Knapp zwei Jahre nach dem Tod von Pauline (16) müssen sich ihre Eltern vor dem Landgericht Schweinfurt verantworten. Der Staatsanwalt wirft dem Ehepaar Sabrina und Werner D. vor, keine ärztliche Hilfe geholt zu haben.
Knapp zwei Jahre nach dem Tod von Pauline (16) müssen sich ihre Eltern vor dem Landgericht Schweinfurt verantworten.
Karl-Josef Hildenbrand/dpa

Die Familie macht sich schwere Vorwürfe

Für Vater Werner D. spricht sein Anwalt: Er als Vater habe Schuld auf sich geladen und es gäbe keinen Tag, an dem er nicht an seine Tochter Pauline denke. „Ich erschrecke mich, was passiert ist. Ich hoffe, Pauline kann mir verzeihen.“ Und weiter: Es sei „das Schlimmste, was unserer Familie passieren konnte.“

Die Familie mache sich schwere Vorwürfe: „Wir haben uns bis zuletzt nicht vorstellen können, dass Pauline stirbt.“ Er trage Verantwortung am Tod der Tochter und habe eine verzerrte Einschätzung gehabt. Pauline war ein zierliches, sensibles Mädchen und wollte vehement nicht ins Krankenhaus.

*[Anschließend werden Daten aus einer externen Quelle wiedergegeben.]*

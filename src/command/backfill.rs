//! Backfill bookkeeping fields the LLM tends to omit
//!
//! Models regularly echo the prompt's template hints (`<uuid>`, the
//! example date) or flatten action parameters to the top level instead
//! of nesting them under `params`. Everything here repairs those
//! shapes before validation; it never rejects anything, the validator
//! does that.

use serde_json::{Map, Value};
use uuid::Uuid;

use crate::command::{now_timestamp, required_params};

/// Example date literal used in prompt templates; a timestamp carrying
/// it was copied from the prompt, not generated.
const TEMPLATE_EXAMPLE_DATE: &str = "2024-01-01";

/// Fill in `uuid`/`timestamp` and fold misplaced action parameters
/// into `params`.
///
/// Accepts a single command object, a list of commands, or a wrapper
/// object with a `commands` list. Non-object list entries pass through
/// unchanged so the validator can flag them explicitly.
pub fn ensure_required_fields(data: Value) -> Value {
    match data {
        Value::Array(entries) => Value::Array(backfill_collection(entries)),
        Value::Object(mut object) => {
            if let Some(Value::Array(entries)) = object.remove("commands") {
                object.insert("commands".into(), Value::Array(backfill_collection(entries)));
                Value::Object(object)
            } else if object.contains_key("commands") {
                // `commands` present but not a list: leave the wrapper
                // intact for the validator's structural check.
                Value::Object(object)
            } else {
                backfill_command(object)
            }
        }
        other => other,
    }
}

fn backfill_collection(entries: Vec<Value>) -> Vec<Value> {
    entries
        .into_iter()
        .map(|entry| match entry {
            Value::Object(object) => backfill_command(object),
            other => other,
        })
        .collect()
}

fn backfill_command(command: Map<String, Value>) -> Value {
    let action = command.get("action").cloned().unwrap_or(Value::Null);

    let mut params = match command.get("params") {
        Some(Value::Object(params)) => params.clone(),
        _ => Map::new(),
    };

    // Copy action parameters the model left as top-level siblings.
    if let Some(required) = action.as_str().and_then(required_params) {
        for name in required {
            if !params.contains_key(*name) {
                if let Some(value) = command.get(*name) {
                    params.insert((*name).into(), value.clone());
                }
            }
        }
    }

    let uuid = match command.get("uuid").and_then(Value::as_str) {
        Some(value) if !value.is_empty() && !value.starts_with('<') => value.to_string(),
        _ => Uuid::new_v4().to_string(),
    };

    let timestamp = match command.get("timestamp").and_then(Value::as_str) {
        Some(value) if !value.is_empty() && !value.contains(TEMPLATE_EXAMPLE_DATE) => {
            value.to_string()
        }
        _ => now_timestamp(),
    };

    serde_json::json!({
        "action": action,
        "params": params,
        "uuid": uuid,
        "timestamp": timestamp,
    })
}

Die Corona-Zeit habe die Familie enorm eingeschränkt. Aber: „Ich hatte bis zuletzt gedacht, dass alles wieder gut wird.“ Heute sei ihm klar: „Ich hätte dafür sorgen müssen, dass Pauline, auch gegen ihren Willen, in einem Krankenhaus behandelt wird. “

Kripo-Beamter ist beim Anblick von Pauline geschockt

Ein Beamter der Kripo sagt vor Gericht aus. Für ihn war es ein schockierender Anblick. Pauline lag tot im Schlafzimmer der Eltern auf dem Boden. Im Bett der Mutter habe sie in den letzten Tagen übernachtet. Auf dem Nachtisch wäre Traubenzucker gewesen. Für den Beamten war ihr Anblick „erschreckend“. Sie sei wie ein Skelett gewesen. „Der Körper war komplett ausgezehrt, das kann nicht von heute auf morgen gewesen sein.“ Der Beamte habe den Eindruck gehabt, „dass die Eltern das selbst regeln wollten”.

Drei Verhandlungstage nimmt sich das Gericht Zeit, Paulines Tod aufzuklären. Am 26. November soll das Urteil fallen.